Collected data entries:
<<<<

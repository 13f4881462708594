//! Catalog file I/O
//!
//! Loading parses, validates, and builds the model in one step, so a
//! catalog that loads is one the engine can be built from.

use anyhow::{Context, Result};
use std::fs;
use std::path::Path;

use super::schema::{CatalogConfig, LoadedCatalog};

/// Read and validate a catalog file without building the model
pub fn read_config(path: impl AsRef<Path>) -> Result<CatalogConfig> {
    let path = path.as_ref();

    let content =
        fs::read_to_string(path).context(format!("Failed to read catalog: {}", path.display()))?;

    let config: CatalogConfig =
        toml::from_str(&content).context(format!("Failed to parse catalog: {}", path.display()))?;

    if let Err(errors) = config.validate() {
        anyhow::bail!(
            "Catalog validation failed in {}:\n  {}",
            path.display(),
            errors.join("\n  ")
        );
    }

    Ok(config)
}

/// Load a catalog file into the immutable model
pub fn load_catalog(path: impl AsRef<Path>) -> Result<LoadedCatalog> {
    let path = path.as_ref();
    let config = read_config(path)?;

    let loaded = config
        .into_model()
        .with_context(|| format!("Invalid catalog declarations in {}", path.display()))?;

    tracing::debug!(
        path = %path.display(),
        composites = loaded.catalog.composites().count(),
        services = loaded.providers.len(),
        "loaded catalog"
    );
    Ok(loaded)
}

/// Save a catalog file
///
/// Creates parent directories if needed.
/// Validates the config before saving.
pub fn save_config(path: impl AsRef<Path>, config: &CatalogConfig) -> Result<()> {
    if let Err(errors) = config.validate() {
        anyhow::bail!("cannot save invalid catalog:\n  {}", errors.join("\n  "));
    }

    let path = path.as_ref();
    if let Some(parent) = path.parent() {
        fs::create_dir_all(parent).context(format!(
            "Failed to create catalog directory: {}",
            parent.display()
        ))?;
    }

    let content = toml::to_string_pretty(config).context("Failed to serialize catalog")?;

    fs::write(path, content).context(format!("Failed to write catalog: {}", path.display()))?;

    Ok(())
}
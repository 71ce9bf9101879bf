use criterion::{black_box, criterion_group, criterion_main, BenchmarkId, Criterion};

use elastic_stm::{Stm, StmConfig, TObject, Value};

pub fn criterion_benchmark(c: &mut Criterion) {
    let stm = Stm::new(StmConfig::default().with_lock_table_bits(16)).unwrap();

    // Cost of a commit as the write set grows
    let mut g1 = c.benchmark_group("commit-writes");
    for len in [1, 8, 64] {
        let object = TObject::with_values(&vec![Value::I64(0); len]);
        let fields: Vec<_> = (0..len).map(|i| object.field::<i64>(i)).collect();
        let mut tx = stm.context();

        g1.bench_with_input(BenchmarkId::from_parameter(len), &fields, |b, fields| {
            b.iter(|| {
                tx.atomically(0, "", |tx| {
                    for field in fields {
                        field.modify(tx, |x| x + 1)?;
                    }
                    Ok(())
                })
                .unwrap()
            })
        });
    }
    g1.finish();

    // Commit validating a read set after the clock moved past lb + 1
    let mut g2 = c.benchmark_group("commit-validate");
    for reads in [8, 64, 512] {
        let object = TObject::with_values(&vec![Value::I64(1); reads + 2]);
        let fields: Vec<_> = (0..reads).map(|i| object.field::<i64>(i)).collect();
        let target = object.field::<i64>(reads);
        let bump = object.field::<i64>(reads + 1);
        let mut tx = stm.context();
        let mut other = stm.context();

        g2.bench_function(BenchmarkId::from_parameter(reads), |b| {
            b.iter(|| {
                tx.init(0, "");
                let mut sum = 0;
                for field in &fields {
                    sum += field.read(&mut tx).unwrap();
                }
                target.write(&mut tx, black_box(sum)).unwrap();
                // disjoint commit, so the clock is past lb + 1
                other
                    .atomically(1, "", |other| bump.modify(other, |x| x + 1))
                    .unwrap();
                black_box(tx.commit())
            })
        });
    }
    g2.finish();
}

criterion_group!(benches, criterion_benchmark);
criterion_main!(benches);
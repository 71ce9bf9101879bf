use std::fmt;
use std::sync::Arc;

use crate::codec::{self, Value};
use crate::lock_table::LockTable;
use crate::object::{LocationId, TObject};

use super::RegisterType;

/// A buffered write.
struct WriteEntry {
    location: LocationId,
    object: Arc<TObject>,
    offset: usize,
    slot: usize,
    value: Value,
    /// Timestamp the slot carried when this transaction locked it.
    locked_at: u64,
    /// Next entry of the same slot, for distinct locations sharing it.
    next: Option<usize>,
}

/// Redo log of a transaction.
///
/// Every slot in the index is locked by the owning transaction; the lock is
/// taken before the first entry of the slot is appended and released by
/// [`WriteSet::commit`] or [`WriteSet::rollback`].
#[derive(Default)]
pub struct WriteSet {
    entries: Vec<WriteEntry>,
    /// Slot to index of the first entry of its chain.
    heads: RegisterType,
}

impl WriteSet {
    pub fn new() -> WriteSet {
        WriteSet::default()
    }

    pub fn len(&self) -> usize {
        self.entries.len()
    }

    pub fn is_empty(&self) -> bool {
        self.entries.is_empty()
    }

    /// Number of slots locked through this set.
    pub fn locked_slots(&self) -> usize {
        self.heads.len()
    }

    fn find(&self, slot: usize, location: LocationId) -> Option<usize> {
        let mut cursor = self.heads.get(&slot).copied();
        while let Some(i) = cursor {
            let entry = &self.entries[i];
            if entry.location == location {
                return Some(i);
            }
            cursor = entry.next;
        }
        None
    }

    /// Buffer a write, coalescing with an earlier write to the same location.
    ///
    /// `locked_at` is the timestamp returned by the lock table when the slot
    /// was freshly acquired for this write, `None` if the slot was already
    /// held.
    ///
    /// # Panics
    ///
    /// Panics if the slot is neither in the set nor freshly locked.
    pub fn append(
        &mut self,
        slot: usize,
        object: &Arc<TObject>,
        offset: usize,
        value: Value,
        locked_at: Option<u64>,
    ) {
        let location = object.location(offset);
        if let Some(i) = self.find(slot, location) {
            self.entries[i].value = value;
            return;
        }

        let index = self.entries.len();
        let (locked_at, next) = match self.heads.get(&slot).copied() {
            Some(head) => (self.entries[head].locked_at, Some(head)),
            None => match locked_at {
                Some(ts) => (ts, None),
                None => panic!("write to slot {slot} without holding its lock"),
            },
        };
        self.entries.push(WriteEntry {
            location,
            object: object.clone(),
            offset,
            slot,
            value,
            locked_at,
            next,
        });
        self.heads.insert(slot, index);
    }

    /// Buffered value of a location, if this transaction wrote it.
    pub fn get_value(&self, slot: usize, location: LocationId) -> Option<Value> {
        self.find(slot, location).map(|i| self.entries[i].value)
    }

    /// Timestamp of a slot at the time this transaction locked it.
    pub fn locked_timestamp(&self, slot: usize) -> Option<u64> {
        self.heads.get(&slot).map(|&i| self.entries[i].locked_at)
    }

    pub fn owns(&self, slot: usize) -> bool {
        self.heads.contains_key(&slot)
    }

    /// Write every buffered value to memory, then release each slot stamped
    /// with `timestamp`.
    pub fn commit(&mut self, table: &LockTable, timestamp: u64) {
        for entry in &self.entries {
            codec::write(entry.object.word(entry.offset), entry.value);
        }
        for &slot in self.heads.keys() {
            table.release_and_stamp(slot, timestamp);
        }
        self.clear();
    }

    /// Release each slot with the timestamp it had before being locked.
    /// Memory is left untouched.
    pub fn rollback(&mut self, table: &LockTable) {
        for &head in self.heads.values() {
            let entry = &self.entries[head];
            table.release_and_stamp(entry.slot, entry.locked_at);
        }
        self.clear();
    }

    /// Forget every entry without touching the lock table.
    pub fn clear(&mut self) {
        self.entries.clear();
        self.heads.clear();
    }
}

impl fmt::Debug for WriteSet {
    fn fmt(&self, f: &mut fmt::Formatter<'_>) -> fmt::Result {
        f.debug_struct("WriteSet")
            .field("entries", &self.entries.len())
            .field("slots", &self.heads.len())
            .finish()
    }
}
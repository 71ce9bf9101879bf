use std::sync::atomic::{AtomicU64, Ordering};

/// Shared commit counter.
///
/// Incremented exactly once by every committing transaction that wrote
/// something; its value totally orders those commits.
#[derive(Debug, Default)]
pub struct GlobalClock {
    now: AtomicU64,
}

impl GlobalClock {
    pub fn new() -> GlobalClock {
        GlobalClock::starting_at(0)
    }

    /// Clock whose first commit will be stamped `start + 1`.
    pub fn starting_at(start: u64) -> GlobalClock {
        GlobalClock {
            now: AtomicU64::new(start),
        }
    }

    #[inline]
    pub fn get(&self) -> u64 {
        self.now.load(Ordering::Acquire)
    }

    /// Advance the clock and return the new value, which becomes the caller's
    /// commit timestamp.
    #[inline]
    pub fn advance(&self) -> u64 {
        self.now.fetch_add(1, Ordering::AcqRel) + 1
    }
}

>>>>
<<<<

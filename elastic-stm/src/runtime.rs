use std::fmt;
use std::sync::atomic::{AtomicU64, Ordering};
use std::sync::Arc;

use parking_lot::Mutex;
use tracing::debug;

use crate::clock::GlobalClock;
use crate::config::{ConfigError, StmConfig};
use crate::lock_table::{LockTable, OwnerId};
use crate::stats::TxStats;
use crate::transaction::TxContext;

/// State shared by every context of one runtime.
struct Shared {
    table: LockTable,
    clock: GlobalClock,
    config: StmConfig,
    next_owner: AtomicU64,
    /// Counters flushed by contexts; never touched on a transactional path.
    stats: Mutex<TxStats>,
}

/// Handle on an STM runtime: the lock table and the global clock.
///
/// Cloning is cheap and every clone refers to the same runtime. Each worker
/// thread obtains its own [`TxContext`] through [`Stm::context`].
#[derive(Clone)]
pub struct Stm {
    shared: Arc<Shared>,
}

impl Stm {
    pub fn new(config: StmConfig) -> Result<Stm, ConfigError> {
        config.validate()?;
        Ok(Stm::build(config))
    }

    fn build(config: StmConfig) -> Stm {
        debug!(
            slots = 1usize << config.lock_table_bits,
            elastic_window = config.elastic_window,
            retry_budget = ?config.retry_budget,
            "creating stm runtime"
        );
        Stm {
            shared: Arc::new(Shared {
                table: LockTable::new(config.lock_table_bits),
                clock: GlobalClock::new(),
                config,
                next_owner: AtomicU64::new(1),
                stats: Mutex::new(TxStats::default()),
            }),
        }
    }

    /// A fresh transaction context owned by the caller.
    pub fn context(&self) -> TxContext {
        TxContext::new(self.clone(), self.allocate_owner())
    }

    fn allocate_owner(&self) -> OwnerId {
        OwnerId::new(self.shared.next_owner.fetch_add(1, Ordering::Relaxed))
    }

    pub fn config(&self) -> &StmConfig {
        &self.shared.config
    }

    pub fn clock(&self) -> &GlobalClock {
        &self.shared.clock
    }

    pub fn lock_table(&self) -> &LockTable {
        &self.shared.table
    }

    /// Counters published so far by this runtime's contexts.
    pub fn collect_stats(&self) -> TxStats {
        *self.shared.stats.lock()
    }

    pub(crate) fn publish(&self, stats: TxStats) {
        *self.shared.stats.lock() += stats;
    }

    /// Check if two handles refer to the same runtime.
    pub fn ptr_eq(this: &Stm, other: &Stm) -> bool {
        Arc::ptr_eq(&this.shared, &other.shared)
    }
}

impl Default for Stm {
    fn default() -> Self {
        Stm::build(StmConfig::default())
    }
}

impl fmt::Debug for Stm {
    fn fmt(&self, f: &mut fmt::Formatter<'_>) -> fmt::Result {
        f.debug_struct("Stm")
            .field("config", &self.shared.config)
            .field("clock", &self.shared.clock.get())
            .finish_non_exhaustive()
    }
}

>>>>
<<<<

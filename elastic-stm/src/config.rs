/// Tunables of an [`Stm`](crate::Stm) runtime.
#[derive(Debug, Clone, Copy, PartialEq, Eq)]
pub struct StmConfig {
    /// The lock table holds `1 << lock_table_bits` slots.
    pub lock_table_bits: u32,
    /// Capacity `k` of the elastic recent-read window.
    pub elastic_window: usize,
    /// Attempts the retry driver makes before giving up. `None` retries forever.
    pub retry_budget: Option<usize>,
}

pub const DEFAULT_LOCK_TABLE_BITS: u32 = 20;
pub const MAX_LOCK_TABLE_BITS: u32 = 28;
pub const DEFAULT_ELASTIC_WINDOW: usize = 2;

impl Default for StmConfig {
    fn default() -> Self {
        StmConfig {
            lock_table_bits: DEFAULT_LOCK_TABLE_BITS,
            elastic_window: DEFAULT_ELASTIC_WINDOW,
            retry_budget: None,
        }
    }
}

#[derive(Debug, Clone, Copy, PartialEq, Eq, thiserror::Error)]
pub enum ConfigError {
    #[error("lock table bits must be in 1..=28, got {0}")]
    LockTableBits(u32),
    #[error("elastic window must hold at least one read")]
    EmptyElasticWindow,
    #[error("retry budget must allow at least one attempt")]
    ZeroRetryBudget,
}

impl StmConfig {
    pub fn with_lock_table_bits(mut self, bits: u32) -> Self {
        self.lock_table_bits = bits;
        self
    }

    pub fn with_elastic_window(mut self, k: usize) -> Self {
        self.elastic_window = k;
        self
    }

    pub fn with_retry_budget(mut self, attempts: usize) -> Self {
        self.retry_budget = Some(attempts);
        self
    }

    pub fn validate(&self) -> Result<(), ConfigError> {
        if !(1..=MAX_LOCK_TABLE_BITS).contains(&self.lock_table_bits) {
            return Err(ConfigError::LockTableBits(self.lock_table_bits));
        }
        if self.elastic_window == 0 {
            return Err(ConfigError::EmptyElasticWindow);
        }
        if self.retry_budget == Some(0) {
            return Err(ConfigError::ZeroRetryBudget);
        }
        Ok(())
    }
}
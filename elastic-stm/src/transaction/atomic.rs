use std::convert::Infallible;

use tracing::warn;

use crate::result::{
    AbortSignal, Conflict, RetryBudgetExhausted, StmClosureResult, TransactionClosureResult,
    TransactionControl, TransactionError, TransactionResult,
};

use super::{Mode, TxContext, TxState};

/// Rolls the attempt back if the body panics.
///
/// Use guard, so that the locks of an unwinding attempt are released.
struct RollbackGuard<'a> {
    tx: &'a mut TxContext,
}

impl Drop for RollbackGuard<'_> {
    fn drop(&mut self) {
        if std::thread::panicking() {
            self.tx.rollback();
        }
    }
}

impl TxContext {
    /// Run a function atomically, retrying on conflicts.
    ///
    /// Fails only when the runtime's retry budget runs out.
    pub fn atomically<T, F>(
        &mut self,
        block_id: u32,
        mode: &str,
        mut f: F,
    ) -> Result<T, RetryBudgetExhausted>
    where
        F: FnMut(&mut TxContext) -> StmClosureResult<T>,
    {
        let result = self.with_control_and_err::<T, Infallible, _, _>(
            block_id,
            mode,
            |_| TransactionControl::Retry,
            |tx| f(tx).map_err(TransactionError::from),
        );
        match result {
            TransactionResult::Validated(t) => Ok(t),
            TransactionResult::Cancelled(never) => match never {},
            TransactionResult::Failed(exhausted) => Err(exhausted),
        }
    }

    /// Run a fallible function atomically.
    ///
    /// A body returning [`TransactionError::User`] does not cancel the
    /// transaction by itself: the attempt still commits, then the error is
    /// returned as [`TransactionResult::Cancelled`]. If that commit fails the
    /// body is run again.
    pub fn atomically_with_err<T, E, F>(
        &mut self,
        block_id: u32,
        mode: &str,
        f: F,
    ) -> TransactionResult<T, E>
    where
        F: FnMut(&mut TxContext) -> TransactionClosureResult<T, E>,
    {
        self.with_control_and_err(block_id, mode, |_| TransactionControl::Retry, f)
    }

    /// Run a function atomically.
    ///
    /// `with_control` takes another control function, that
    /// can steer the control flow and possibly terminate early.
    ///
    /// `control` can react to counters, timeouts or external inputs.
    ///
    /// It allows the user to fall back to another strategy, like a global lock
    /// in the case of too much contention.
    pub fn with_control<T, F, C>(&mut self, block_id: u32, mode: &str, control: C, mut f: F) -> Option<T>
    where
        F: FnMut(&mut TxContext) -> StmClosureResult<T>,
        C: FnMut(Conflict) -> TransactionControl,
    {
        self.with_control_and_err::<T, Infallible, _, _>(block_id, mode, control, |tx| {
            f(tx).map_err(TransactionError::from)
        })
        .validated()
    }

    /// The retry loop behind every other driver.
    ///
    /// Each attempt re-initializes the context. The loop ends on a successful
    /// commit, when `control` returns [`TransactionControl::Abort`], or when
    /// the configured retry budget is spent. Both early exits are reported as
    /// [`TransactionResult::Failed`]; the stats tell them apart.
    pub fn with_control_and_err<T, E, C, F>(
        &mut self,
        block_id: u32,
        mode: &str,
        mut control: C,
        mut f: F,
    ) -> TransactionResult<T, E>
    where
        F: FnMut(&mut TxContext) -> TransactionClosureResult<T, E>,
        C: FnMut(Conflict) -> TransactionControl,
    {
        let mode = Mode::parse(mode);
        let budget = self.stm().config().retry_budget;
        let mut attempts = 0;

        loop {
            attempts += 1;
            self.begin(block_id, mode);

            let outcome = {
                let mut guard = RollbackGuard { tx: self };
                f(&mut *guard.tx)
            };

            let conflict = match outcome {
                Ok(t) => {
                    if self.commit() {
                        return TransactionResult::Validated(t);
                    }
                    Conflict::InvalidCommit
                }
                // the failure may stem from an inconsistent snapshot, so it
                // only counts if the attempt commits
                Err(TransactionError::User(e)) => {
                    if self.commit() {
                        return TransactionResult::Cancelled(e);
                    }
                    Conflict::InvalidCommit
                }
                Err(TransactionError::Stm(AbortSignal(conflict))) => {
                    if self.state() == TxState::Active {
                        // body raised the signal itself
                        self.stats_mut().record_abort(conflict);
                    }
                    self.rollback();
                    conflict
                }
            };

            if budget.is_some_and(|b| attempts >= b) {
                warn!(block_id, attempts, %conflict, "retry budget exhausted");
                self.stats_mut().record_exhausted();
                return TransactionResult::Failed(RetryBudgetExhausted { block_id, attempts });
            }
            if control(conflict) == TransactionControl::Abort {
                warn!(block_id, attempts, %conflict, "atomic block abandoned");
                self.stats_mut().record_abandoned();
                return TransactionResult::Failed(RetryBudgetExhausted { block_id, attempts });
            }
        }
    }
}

>>>>

Task objective -
Retype only the stretch of lines above starting at the one with "repository 13f4881462708594" and stopping at the one with "building the model", exactly as written, with both kept.

Exercise output -
repository 13f4881462708594
//! Catalog file I/O
//!
//! Loading parses, validates, and builds the model in one step, so a
//! catalog that loads is one the engine can be built from.

use anyhow::{Context, Result};
use std::fs;
use std::path::Path;

use super::schema::{CatalogConfig, LoadedCatalog};

/// Read and validate a catalog file without building the model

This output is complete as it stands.